The earliest known inhabitants of the area were the Waxhaw Indians. The Waxhaws were mostly killed or dispersed by the neighboring Catawba tribe during the Yamasee War of 1715, and the area was more or less empty when white settlers began arriving in the 1750s. The Waxhaw Settlement grew rapidly, and had close to a thousand inhabitants by the time of the Revolution, most of them Presbyterians of Scots-Irish descent. What is now the Old Waxhaw Presbyterian Church was built in 1752. Andrew Jackson, the seventh president of the United States, was born in the Waxhaws in 1767. James K. Polk, the eleventh president, was also born here, in 1795.

During the Revolutionary War, Patriot militiamen under the command of Colonel William Davie were active in the Waxhaws. In 1781, the British forces of General Lord Cornwallis briefly occupied the town of Charlotte, North Carolina, already the largest town in the region, but his garrison was soon driven out by the local militia. Cornwallis later wrote that Charlotte was "a hornet's nest of rebellion", and Charlotte still is nicknamed "the Hornet's Nest".

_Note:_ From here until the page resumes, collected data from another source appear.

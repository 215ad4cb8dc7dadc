//! Responses, send outcomes and transport error codes.
//!
//! # Design Decisions
//! - Transport errors are reported in-band as a negative status, the same
//!   channel a real HTTP status travels on
//! - Builders take `self` by value so responses read as one expression

use thiserror::Error;

use crate::http::RequestId;

/// Transport-level error codes reported as a response status.
#[derive(Debug, Clone, Copy, PartialEq, Eq, Hash, Error)]
#[repr(i32)]
pub enum ErrorCode {
    #[error("success")]
    Success = 0,
    #[error("I/O error")]
    IoError = -1,
    #[error("authorization error")]
    AuthorizationError = -2,
    #[error("invalid URL")]
    InvalidUrlError = -3,
    #[error("network offline")]
    OfflineError = -4,
    #[error("request cancelled")]
    CancelledError = -5,
    #[error("authentication error")]
    AuthenticationError = -6,
    #[error("request timed out")]
    TimeoutError = -7,
    #[error("network overloaded")]
    NetworkOverloadError = -8,
    #[error("unknown error")]
    UnknownError = -9,
}

impl ErrorCode {
    /// The status value carried by a response for this code.
    pub fn as_status(self) -> i32 {
        self as i32
    }

    /// Map a response status back to an error code, if it is one.
    pub fn from_status(status: i32) -> Option<Self> {
        let code = match status {
            0 => ErrorCode::Success,
            -1 => ErrorCode::IoError,
            -2 => ErrorCode::AuthorizationError,
            -3 => ErrorCode::InvalidUrlError,
            -4 => ErrorCode::OfflineError,
            -5 => ErrorCode::CancelledError,
            -6 => ErrorCode::AuthenticationError,
            -7 => ErrorCode::TimeoutError,
            -8 => ErrorCode::NetworkOverloadError,
            -9 => ErrorCode::UnknownError,
            _ => return None,
        };
        Some(code)
    }
}

/// Final response delivered to the completion callback.
#[derive(Debug, Clone, Default, PartialEq, Eq)]
pub struct NetworkResponse {
    status: i32,
    error: Option<String>,
    request_id: RequestId,
    bytes_uploaded: u64,
    bytes_downloaded: u64,
}

impl NetworkResponse {
    pub fn new() -> Self {
        Self::default()
    }

    pub fn with_status(mut self, status: i32) -> Self {
        self.status = status;
        self
    }

    pub fn with_error(mut self, error: impl Into<String>) -> Self {
        self.error = Some(error.into());
        self
    }

    pub fn with_request_id(mut self, request_id: RequestId) -> Self {
        self.request_id = request_id;
        self
    }

    pub fn with_bytes_uploaded(mut self, bytes: u64) -> Self {
        self.bytes_uploaded = bytes;
        self
    }

    pub fn with_bytes_downloaded(mut self, bytes: u64) -> Self {
        self.bytes_downloaded = bytes;
        self
    }

    pub fn status(&self) -> i32 {
        self.status
    }

    pub fn error(&self) -> Option<&str> {
        self.error.as_deref()
    }

    pub fn request_id(&self) -> RequestId {
        self.request_id
    }

    pub fn bytes_uploaded(&self) -> u64 {
        self.bytes_uploaded
    }

    pub fn bytes_downloaded(&self) -> u64 {
        self.bytes_downloaded
    }

    pub fn is_cancelled(&self) -> bool {
        self.status == ErrorCode::CancelledError.as_status()
    }
}

/// Result of handing a request to the network.
#[derive(Debug, Clone, Copy, PartialEq, Eq)]
pub enum SendOutcome {
    Sent(RequestId),
    Failed(ErrorCode),
}

impl SendOutcome {
    pub fn ok(request_id: RequestId) -> Self {
        SendOutcome::Sent(request_id)
    }

    pub fn error(code: ErrorCode) -> Self {
        SendOutcome::Failed(code)
    }

    pub fn is_successful(&self) -> bool {
        matches!(self, SendOutcome::Sent(_))
    }

    /// The assigned ID, or [`RequestId::INVALID`] when the send failed.
    pub fn request_id(&self) -> RequestId {
        match self {
            SendOutcome::Sent(id) => *id,
            SendOutcome::Failed(_) => RequestId::INVALID,
        }
    }

    pub fn error_code(&self) -> ErrorCode {
        match self {
            SendOutcome::Sent(_) => ErrorCode::Success,
            SendOutcome::Failed(code) => *code,
        }
    }
}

The region's most important Revolutionary battle did not involve locals. During the Battle of Waxhaws, a Loyalist cavalry force led by Lieutenant Colonel Banastre Tarleton easily defeated a force of approximately 350 Virginian Continentals under Colonel Abraham Buford, many of whom were killed as they were trying to surrender. The site of the battle is now the town of Buford, South Carolina.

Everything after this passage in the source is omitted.